→ Work to be completed: Where the string "Deserialize" appears in a line of the data, show that line.

→ Provided material:
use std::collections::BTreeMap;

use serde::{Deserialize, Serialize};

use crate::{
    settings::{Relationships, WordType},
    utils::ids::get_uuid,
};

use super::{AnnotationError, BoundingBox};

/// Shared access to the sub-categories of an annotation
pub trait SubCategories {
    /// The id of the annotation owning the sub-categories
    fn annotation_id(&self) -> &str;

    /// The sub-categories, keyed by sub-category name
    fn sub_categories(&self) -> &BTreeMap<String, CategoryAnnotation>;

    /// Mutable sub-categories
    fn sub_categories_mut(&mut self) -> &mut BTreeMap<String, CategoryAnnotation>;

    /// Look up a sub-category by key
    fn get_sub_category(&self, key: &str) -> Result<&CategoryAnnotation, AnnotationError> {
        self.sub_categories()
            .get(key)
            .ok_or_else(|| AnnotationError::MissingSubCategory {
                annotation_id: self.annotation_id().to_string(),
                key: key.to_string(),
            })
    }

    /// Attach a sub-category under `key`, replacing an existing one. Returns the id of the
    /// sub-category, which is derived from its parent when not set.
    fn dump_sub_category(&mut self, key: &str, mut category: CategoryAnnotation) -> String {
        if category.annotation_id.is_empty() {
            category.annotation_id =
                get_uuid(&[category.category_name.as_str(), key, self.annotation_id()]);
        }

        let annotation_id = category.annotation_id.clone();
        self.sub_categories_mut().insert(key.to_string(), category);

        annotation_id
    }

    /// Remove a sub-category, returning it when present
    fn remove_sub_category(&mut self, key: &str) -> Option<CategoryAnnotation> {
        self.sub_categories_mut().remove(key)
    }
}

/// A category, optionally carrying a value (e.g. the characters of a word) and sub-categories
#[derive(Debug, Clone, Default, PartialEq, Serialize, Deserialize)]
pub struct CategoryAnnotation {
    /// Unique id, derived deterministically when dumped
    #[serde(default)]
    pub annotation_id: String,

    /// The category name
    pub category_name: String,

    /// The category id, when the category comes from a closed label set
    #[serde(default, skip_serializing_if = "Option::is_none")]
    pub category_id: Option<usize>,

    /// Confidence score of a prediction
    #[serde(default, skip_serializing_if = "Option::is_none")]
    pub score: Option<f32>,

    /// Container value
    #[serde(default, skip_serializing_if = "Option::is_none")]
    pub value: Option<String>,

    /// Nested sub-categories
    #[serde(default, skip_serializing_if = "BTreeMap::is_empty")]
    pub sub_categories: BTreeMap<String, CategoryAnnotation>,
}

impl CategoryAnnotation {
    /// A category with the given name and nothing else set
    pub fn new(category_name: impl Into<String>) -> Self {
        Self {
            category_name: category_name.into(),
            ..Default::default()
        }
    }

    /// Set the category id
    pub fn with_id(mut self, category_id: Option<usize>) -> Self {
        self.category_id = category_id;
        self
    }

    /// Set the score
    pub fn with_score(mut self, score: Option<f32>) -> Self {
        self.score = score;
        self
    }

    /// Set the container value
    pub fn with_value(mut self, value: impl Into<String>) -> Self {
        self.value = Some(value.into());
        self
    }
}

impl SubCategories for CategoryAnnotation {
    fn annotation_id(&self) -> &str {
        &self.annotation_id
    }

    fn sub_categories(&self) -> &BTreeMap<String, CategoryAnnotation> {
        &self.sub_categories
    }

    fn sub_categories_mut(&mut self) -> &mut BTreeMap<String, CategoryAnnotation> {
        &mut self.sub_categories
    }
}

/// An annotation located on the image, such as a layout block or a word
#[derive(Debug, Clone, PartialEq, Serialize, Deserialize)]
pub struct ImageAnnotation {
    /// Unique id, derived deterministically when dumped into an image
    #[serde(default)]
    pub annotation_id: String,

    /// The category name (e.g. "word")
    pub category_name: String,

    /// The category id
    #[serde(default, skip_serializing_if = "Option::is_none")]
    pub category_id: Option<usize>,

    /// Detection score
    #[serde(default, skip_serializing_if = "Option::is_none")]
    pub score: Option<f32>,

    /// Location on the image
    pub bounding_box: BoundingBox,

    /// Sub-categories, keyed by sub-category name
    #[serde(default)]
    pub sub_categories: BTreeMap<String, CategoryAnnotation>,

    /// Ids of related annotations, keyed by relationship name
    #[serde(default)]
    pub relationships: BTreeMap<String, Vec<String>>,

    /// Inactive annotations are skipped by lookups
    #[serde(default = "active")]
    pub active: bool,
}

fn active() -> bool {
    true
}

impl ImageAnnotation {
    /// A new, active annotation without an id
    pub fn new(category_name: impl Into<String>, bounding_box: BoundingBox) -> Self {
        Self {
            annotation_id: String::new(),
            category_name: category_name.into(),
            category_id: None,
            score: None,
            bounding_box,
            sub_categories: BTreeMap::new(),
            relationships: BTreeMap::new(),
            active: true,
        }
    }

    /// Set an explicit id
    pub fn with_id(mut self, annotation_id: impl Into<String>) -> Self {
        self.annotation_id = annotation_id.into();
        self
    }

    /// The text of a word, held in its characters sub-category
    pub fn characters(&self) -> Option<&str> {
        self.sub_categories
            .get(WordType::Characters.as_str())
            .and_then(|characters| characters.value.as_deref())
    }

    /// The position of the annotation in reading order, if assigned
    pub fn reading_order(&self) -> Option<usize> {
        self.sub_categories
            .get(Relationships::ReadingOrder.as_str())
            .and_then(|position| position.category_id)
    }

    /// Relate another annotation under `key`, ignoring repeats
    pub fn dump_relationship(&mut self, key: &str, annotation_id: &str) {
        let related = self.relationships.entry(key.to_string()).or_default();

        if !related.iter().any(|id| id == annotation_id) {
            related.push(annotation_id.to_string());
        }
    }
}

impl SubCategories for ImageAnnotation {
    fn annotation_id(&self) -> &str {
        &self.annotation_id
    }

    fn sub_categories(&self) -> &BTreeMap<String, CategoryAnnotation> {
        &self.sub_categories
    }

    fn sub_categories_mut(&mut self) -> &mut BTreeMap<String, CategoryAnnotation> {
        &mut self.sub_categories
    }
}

→ Exercise output:
use serde::{Deserialize, Serialize};
#[derive(Debug, Clone, Default, PartialEq, Serialize, Deserialize)]
#[derive(Debug, Clone, PartialEq, Serialize, Deserialize)]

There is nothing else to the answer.